Kapitel 3: Leo erklärt Armut und sammelt Ideen
In den nächsten Tagen sammelte Leo viele Informationen. Er las mit Mama Bücher über Armut, malte Bilder und schrieb auf, was er im Nachbarschaftszentrum gesehen hatte. In der Schule erzählte er seinen Freunden davon.
„Wusstet ihr, dass es Kinder gibt, die keine Frühstücksbrote haben?“, fragte Leo in der Pause. Mia runzelte die Stirn. „Das ist gemein! Können wir ihnen helfen?“ Leo nickte eifrig. „Frau Müller hat gesagt, wir könnten Kleidung und Spielsachen sammeln, die wir nicht mehr brauchen.“
Seine Freunde waren begeistert. „Ich habe noch eine warme Mütze!“, rief Ben. „Ich bringe morgen ein Puzzle mit!“, sagte Mia.
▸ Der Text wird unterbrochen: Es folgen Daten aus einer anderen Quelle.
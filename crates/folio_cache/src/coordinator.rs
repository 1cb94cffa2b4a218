//! Cache coordination around a memoizable producer.
//!
//! The coordinator asks the producer for a key, consults the store, and
//! either replays the stored events or runs the producer while teeing its
//! events into a recorder. The validity is read after production so that
//! producers which only learn it while running can report it.
//!
//! Store faults never fail an execution: they are logged and the
//! producer runs uncached.

use crate::key::CacheKey;
use crate::store::{CacheEntry, CacheStore};
use crate::validity::{Validity, ValidityState};
use folio_events::{ContentHandler, EventBuffer, StreamError, Tee};
use serde::{Deserialize, Serialize};
use std::collections::HashMap;
use std::sync::atomic::{AtomicU64, Ordering};
use std::sync::{Arc, Mutex, PoisonError};
use tracing::{debug, warn};

/// Something whose output can be memoized
pub trait Memoizable {
    /// Key identifying the output, `None` when it must not be cached
    fn cache_key(&self) -> Option<CacheKey>;

    /// Current validity, `None` when unknown
    fn validity(&self) -> Option<Validity>;

    /// Produce the output
    ///
    /// # Errors
    ///
    /// Returns error if production or a downstream handler fails
    fn produce(&mut self, out: &mut dyn ContentHandler) -> Result<(), StreamError>;
}

/// What the coordinator did for one call
#[derive(Debug, Clone, Copy, PartialEq, Eq, Hash, Serialize, Deserialize)]
#[serde(rename_all = "lowercase")]
pub enum CacheOutcome {
    /// Stored events were replayed
    Hit,
    /// The producer ran with a key
    Miss,
    /// The producer ran without consulting the cache
    Bypass,
}

impl CacheOutcome {
    /// Lowercase name
    #[must_use]
    pub const fn as_str(self) -> &'static str {
        match self {
            Self::Hit => "hit",
            Self::Miss => "miss",
            Self::Bypass => "bypass",
        }
    }
}

/// Behavior when several executions compute the same key at once
#[derive(Debug, Clone, Copy, Default, PartialEq, Eq, Serialize, Deserialize)]
#[serde(rename_all = "kebab-case")]
pub enum CachePolicy {
    /// Computations race and the last store wins
    #[default]
    LastWriterWins,
    /// Lookup, computation and store run as one critical section per key
    SingleFlight,
}

/// Cache configuration
#[derive(Debug, Clone, PartialEq, Eq, Serialize, Deserialize)]
#[serde(default)]
pub struct CacheConfig {
    /// Consult the cache at all
    pub enabled: bool,
    /// Concurrency policy
    pub policy: CachePolicy,
}

impl Default for CacheConfig {
    fn default() -> Self {
        Self {
            enabled: true,
            policy: CachePolicy::default(),
        }
    }
}

impl CacheConfig {
    /// Enable or disable caching
    #[must_use]
    pub fn with_enabled(mut self, enabled: bool) -> Self {
        self.enabled = enabled;
        self
    }

    /// Set the concurrency policy
    #[must_use]
    pub fn with_policy(mut self, policy: CachePolicy) -> Self {
        self.policy = policy;
        self
    }
}

/// Coordinator counters
#[derive(Debug, Clone, Copy, Default, PartialEq, Eq, Serialize, Deserialize)]
pub struct CoordinatorStats {
    /// Replays from the store
    pub hits: u64,
    /// Keyed productions
    pub misses: u64,
    /// Productions that skipped the cache
    pub bypasses: u64,
    /// Entries written
    pub stores: u64,
    /// Store errors swallowed
    pub faults: u64,
}

#[derive(Debug, Default)]
struct Counters {
    hits: AtomicU64,
    misses: AtomicU64,
    bypasses: AtomicU64,
    stores: AtomicU64,
    faults: AtomicU64,
}

/// Mediates between memoizable producers and a [`CacheStore`]
pub struct CacheCoordinator {
    store: Arc<dyn CacheStore>,
    config: CacheConfig,
    flights: Mutex<HashMap<CacheKey, Arc<Mutex<()>>>>,
    counters: Counters,
}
Am nächsten Tag brachte die ganze Klasse Tüten voller Sachen mit. Frau König war beeindruckt. Gemeinsam bastelten sie bunte Karten, auf denen stand: „Wir denken an euch!“
Leo hatte noch eine Idee. „Wir könnten einen Kuchenbasar machen! Dann haben wir Geld für das Nachbarschaftszentrum.“ Die Lehrerin fand das toll. Die Kinder backten mit ihren Familien Kuchen, Muffins und Kekse. Am Freitag verkauften sie alles vor der Schule. Die Eltern und Nachbarn kauften eifrig und lobten die Kinder.
Am Ende zählte die Klasse die Spenden. „Fünfzig Euro!“, rief Leo stolz. Frau König lobte die Klasse: „Ihr habt gezeigt, wie viel man gemeinsam erreichen kann!“
Kapitel 4: Leos Präsentation und ein großes Herz
Am Freitag war Leo ein bisschen nervös. Heute sollte er erzählen, was er gelernt hatte. Vor der ganzen Schule stand er auf der Bühne. „Armut gibt es überall, auch hier bei uns. Aber wir können helfen. Wir können teilen, spenden und freundlich sein. Jeder kann etwas tun, auch Kinder!“
Leo zeigte Fotos vom Nachbarschaftszentrum, von Amir und den Essenspaketen. Dann sagte er: „Armut ist traurig, aber Freundschaft macht Mut. Zusammen ist niemand allein.“
Die Kinder klatschten und riefen: „Bravo, Leo!“ Auch Frau Müller war gekommen und bedankte sich bei der Klasse. „Ihr seid kleine Helden“, sagte sie. „Mit eurem Einsatz macht ihr unsere Welt ein bisschen besser.“
Leo war glücklich. Er wusste jetzt, dass helfen Spaß macht. Als er am Abend mit seiner Familie am Tisch saß, sagte er: „Jeder kann ein großes Herz haben. Auch wenn man noch klein ist.“
Seine Mama lächelte stolz. Und Leo wusste: Dies war erst der Anfang. Er würde weiterhelfen, gemeinsam mit seinen Freunden. Denn jeder kann die Welt ein bisschen heller machen.